[发明专利]一种制备新型溶瘤病毒EM/VSV-G Ad5sPVRCD137L的方法

权利要求书

1.一种离心挤压剪切的类囊泡技术用于制备新型溶瘤病毒EM/VSV-G Ad5sPVRCD137L的方法，其特征为步骤如下：

(1)制备细胞外膜上镶嵌VSV-G蛋白的293T细胞，我们将此细胞命名为293T-VSV-G细胞，所述VSV-G蛋白的DNA序列如SEQ ID NO:19所述，所述VSV-G蛋白的氨基酸序列如SEQ IDNO:20所述；

(2)293T-VSV-G细胞过夜培养，然后向293T-VSV-G细胞接种腺病毒Ad5sPVRCD137L，继续培养，然后收集细胞；腺病毒Ad5sPVRCD137L可以表达可溶性蛋白sPVRCD137L，该蛋白的一端是可以结合TIGIT的PVR蛋白，另一端是可以结合CD137的CD137L蛋白；

(3)使用培养基、PBS或者其他缓冲液重悬收集的感染腺病毒之后的293T-VSV-G细胞，将细胞悬液利用离心挤压剪切的方法挤压细胞剪切通过孔径为10μm、5μm、1μm的膜滤纸；

(4)收集挤压后的病毒悬液，将病毒悬液加入带有15％、20％和40％碘克沙醇垫层的离心管中，100000×g离心一段时间，收集新型类囊泡病毒所在密度梯度带；

(5)透析液透析去除杂质，获得新型类囊泡病毒。

2.如权利要求1所述的一种类囊泡技术用于制备新型溶瘤病毒EM/VSV-GAd5sPVRCD137L的方法，其特征为：所述可溶性蛋白sPVRCD137L的DNA序列如SEQ ID NO:6所述，所述可溶性PVRCD137L的蛋白序列如SEQ ID NO:1所述；所述制备的新型溶瘤病毒EM/VSV-G Ad5sPVRCD137L其内部为腺病毒Ad5sPVRCD137L，外面为类囊泡膜包裹层、且膜上有VSV-G蛋白。

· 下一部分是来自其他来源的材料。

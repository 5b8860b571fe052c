//! Status command handler

use anyhow::Result;

use readify_core::{Config, Store};

use crate::output::{Output, OutputFormat};

/// Show storage location and a summary of saved state
pub fn show(store: &Store, config: &Config, output: &Output) -> Result<()> {
    let reading_list = store.reading_list()?.len();
    let completed = store.completed_books()?.len();
    let feedback = store.feedback()?.len();
    let streak = store.streak()?.map(|s| s.count).unwrap_or(0);
    let dark_mode = store.dark_mode()?;
    let newsletter = store.newsletter_email()?;
    let size = store.file_size();

    match output.format {
        OutputFormat::Json => {
            println!(
                "{}",
                serde_json::json!({
                    "store_path": config.store_path(),
                    "store_size": size,
                    "catalog": store.catalog().len(),
                    "streak": streak,
                    "dark_mode": dark_mode,
                    "newsletter": newsletter,
                    "counts": {
                        "reading_list": reading_list,
                        "completed": completed,
                        "feedback": feedback
                    }
                })
            );
        }
        OutputFormat::Quiet => {
            println!("{}", config.store_path().display());
        }
        OutputFormat::Human => {
            println!("Readify Status");
            println!("==============");
            println!();
            println!("Storage:");
            println!("  Location: {}", config.store_path().display());
            println!("  Size:     {}", human_size(size));
            println!();
            println!("Preferences:");
            println!("  Theme:      {}", if dark_mode { "dark" } else { "light" });
            println!(
                "  Newsletter: {}",
                newsletter.as_deref().unwrap_or("(not subscribed)")
            );
            println!();
            println!("Contents:");
            println!("  Catalog:      {} book(s)", store.catalog().len());
            println!("  Reading list: {}", reading_list);
            println!("  Completed:    {}", completed);
            println!("  Feedback:     {}", feedback);
            println!("  Streak:       {} day(s)", streak);
        }
    }

    Ok(())
}

fn human_size(bytes: u64) -> String {
    const KB: u64 = 1024;
    const MB: u64 = KB * 1024;

    if bytes >= MB {
        format!("{:.1} MB", bytes as f64 / MB as f64)
    } else if bytes >= KB {
        format!("{:.1} KB", bytes as f64 / KB as f64)
    } else {
        format!("{} bytes", bytes)
    }
}

#[cfg(test)]
mod tests {
    use super::*;

    #[test]
    fn test_human_size() {
        assert_eq!(human_size(512), "512 bytes");
        assert_eq!(human_size(2048), "2.0 KB");
        assert_eq!(human_size(3 * 1024 * 1024), "3.0 MB");
    }
}
//! Storage layer
//!
//! Handles persistence of per-user state.
//!
//! ## Architecture
//!
//! - **Backend**: a flat string key-value store (`KeyValueStore`)
//! - **Persistence**: typed JSON reads and writes on top of a backend
//!
//! Each entity type owns exactly one key (see [`keys`]).

pub mod adapter;
pub mod backend;
pub mod error;
pub mod schema;

pub use adapter::Persistence;
pub use backend::{KeyValueStore, MemoryStore, SqliteStore};
pub use error::{StorageError, StorageResult};
pub use schema::{init_schema, needs_init, SCHEMA_VERSION};

/// Keys owned by each persisted entity
pub mod keys {
    pub const DARK_MODE: &str = "readifyDarkMode";
    pub const STREAK: &str = "readifyStreak";
    pub const NEWSLETTER_EMAIL: &str = "newsletterEmail";
    pub const READING_PROGRESS: &str = "readingProgress";
    pub const READING_LIST: &str = "readingList";
    pub const COMPLETED_BOOKS: &str = "completedBooks";
    pub const FEEDBACK_LIST: &str = "feedbackList";
}
//! Error taxonomy for catalog queries and user-state operations
//!
//! None of these are fatal: callers show `InvalidInput` inline, turn
//! `Empty` into a "try a different filter" message and treat `NotFound`
//! as a no-op.

use thiserror::Error;

use crate::storage::StorageError;

#[derive(Error, Debug)]
pub enum ReadifyError {
    /// Out-of-range or non-numeric user input
    #[error("{0}")]
    InvalidInput(String),

    /// No candidates matched the requested filters
    #[error("No books match your selection.")]
    Empty,

    /// Unknown book id
    #[error("Book not found: {0}")]
    NotFound(u32),

    /// A save was requested before anything was picked
    #[error("Generate a recommendation first.")]
    NoSelection,

    #[error(transparent)]
    Storage(#[from] StorageError),
}

impl ReadifyError {
    pub fn invalid(message: impl Into<String>) -> Self {
        ReadifyError::InvalidInput(message.into())
    }

    /// Whether this error came from user input rather than the backend
    pub fn is_user_facing(&self) -> bool {
        !matches!(self, ReadifyError::Storage(_))
    }
}

pub type Result<T> = std::result::Result<T, ReadifyError>;

#[cfg(test)]
mod tests {
    use super::*;

    #[test]
    fn test_messages() {
        assert_eq!(
            ReadifyError::invalid("Total pages must be > 0").to_string(),
            "Total pages must be > 0"
        );
        assert_eq!(ReadifyError::NotFound(42).to_string(), "Book not found: 42");
        assert_eq!(
            ReadifyError::Empty.to_string(),
            "No books match your selection."
        );
    }

    #[test]
    fn test_user_facing() {
        assert!(ReadifyError::Empty.is_user_facing());
        assert!(ReadifyError::NoSelection.is_user_facing());

        let io = std::io::Error::new(std::io::ErrorKind::Other, "boom");
        let err: ReadifyError = StorageError::Io(io).into();
        assert!(!err.is_user_facing());
    }
}
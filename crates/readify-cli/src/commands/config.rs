//! Config command handlers

use std::path::PathBuf;

use anyhow::{bail, Context, Result};

use readify_core::Config;

use crate::output::{Output, OutputFormat};

const LOG_LEVELS: &[&str] = &["error", "warn", "info", "debug", "trace"];

/// Show current configuration
pub fn show(config_path: Option<&PathBuf>, output: &Output) -> Result<()> {
    let config =
        Config::load_with_cli_override(config_path).context("Failed to load configuration")?;

    match output.format {
        OutputFormat::Json => {
            println!(
                "{}",
                serde_json::json!({
                    "data_dir": config.data_dir,
                    "log_file": config.log_file,
                    "log_level": config.log_level,
                    "store_path": config.store_path()
                })
            );
        }
        OutputFormat::Quiet => {
            println!("{}", config.data_dir.display());
        }
        OutputFormat::Human => {
            let effective_path = config_path
                .cloned()
                .unwrap_or_else(Config::config_file_path);
            println!("Configuration:");
            println!("  data_dir:  {}", config.data_dir.display());
            println!(
                "  log_file:  {}",
                config
                    .log_file
                    .as_ref()
                    .map(|p| p.display().to_string())
                    .unwrap_or_else(|| "(not set)".to_string())
            );
            println!("  log_level: {}", config.log_level);
            println!();
            println!("Config file: {}", effective_path.display());
        }
    }

    Ok(())
}

/// Set a configuration value
pub fn set(
    key: String,
    value: String,
    config_path: Option<&PathBuf>,
    output: &Output,
) -> Result<()> {
    let mut config =
        Config::load_with_cli_override(config_path).context("Failed to load configuration")?;

    apply(&mut config, &key, &value)?;

    // Save to the CLI-specified path or default
    let save_path = config_path
        .cloned()
        .unwrap_or_else(Config::config_file_path);
    config
        .save_to_path(&save_path)
        .context("Failed to save configuration")?;

    output.success(&format!("Set {} = {}", key, value));

    Ok(())
}

fn apply(config: &mut Config, key: &str, value: &str) -> Result<()> {
    match key {
        "data_dir" => {
            config.data_dir = value.into();
        }
        "log_file" => {
            config.log_file = if value.is_empty() || value == "none" {
                None
            } else {
                Some(value.into())
            };
        }
        "log_level" => {
            let level = value.to_lowercase();
            if !LOG_LEVELS.contains(&level.as_str()) {
                bail!(
                    "Invalid log level: '{}'. Use one of: {}",
                    value,
                    LOG_LEVELS.join(", ")
                );
            }
            config.log_level = level;
        }
        _ => {
            bail!(
                "Unknown configuration key: '{}'\n\
                 Valid keys: data_dir, log_file, log_level",
                key
            );
        }
    }
    Ok(())
}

3.如权利要求2所述的一种类囊泡技术用于制备新型溶瘤病毒EM/VSV-GAd5sPVRCD137L的方法，其特征为：所述可以结合TIGIT的PVR蛋白，在与TIGIT结合之后能阻断PVR-TIGIT免疫检测点通路；所述可以结合CD137的CD137L蛋白，在与CD137结合之后能活化CD137介导的免疫共刺激通路。